▶ Task material
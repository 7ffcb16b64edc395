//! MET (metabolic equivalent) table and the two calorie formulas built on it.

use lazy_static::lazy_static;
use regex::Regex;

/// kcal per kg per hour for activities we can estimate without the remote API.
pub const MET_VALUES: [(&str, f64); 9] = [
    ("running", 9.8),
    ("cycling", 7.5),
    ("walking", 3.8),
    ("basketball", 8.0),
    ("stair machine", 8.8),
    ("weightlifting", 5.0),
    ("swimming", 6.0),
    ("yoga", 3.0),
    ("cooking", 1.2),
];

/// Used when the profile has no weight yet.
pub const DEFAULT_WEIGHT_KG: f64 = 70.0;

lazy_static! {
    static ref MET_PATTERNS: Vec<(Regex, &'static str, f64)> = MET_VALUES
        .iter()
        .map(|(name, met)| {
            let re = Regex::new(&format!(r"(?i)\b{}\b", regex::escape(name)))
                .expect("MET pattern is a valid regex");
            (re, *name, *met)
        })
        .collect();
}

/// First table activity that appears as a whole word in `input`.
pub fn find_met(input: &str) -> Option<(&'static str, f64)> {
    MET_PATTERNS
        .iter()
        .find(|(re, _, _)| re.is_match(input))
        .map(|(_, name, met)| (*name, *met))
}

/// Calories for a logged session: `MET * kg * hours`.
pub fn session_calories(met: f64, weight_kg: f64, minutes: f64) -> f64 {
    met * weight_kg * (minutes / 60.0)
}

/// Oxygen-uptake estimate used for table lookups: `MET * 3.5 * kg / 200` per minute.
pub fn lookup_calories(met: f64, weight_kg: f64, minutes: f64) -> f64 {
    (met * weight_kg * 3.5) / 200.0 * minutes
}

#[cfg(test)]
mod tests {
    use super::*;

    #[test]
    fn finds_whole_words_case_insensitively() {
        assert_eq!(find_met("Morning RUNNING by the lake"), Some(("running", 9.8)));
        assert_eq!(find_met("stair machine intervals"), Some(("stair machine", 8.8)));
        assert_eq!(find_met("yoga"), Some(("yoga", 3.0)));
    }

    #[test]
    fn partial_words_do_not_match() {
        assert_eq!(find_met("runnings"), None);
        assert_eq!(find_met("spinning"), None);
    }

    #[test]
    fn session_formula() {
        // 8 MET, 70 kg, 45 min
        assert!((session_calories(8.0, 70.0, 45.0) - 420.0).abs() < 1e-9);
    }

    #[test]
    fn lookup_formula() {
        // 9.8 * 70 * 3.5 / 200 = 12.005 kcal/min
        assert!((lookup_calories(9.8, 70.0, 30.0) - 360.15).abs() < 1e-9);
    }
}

▶ Exercise description
Each entry must be reproduced exactly, with nothing added or dropped.

▶ Task result
repository 7ffcb16b64edc395
//! MET (metabolic equivalent) table and the two calorie formulas built on it.

use lazy_static::lazy_static;
use regex::Regex;

/// kcal per kg per hour for activities we can estimate without the remote API.
pub const MET_VALUES: [(&str, f64); 9] = [
    ("running", 9.8),
    ("cycling", 7.5),
    ("walking", 3.8),
    ("basketball", 8.0),
    ("stair machine", 8.8),
    ("weightlifting", 5.0),
    ("swimming", 6.0),
    ("yoga", 3.0),
    ("cooking", 1.2),
];

/// Used when the profile has no weight yet.
pub const DEFAULT_WEIGHT_KG: f64 = 70.0;

lazy_static! {
    static ref MET_PATTERNS: Vec<(Regex, &'static str, f64)> = MET_VALUES
        .iter()
        .map(|(name, met)| {
            let re = Regex::new(&format!(r"(?i)\b{}\b", regex::escape(name)))
                .expect("MET pattern is a valid regex");
            (re, *name, *met)
        })
        .collect();
}

/// First table activity that appears as a whole word in `input`.
pub fn find_met(input: &str) -> Option<(&'static str, f64)> {
    MET_PATTERNS
        .iter()
        .find(|(re, _, _)| re.is_match(input))
        .map(|(_, name, met)| (*name, *met))
}

/// Calories for a logged session: `MET * kg * hours`.
pub fn session_calories(met: f64, weight_kg: f64, minutes: f64) -> f64 {
    met * weight_kg * (minutes / 60.0)
}

/// Oxygen-uptake estimate used for table lookups: `MET * 3.5 * kg / 200` per minute.
pub fn lookup_calories(met: f64, weight_kg: f64, minutes: f64) -> f64 {
    (met * weight_kg * 3.5) / 200.0 * minutes
}

#[cfg(test)]
mod tests {
    use super::*;

    #[test]
    fn finds_whole_words_case_insensitively() {
        assert_eq!(find_met("Morning RUNNING by the lake"), Some(("running", 9.8)));
        assert_eq!(find_met("stair machine intervals"), Some(("stair machine", 8.8)));
        assert_eq!(find_met("yoga"), Some(("yoga", 3.0)));
    }

    #[test]
    fn partial_words_do_not_match() {
        assert_eq!(find_met("runnings"), None);
        assert_eq!(find_met("spinning"), None);
    }

    #[test]
    fn session_formula() {
        // 8 MET, 70 kg, 45 min
        assert!((session_calories(8.0, 70.0, 45.0) - 420.0).abs() < 1e-9);
    }

    #[test]
    fn lookup_formula() {
        // 9.8 * 70 * 3.5 / 200 = 12.005 kcal/min
        assert!((lookup_calories(9.8, 70.0, 30.0) - 360.15).abs() < 1e-9);
    }
}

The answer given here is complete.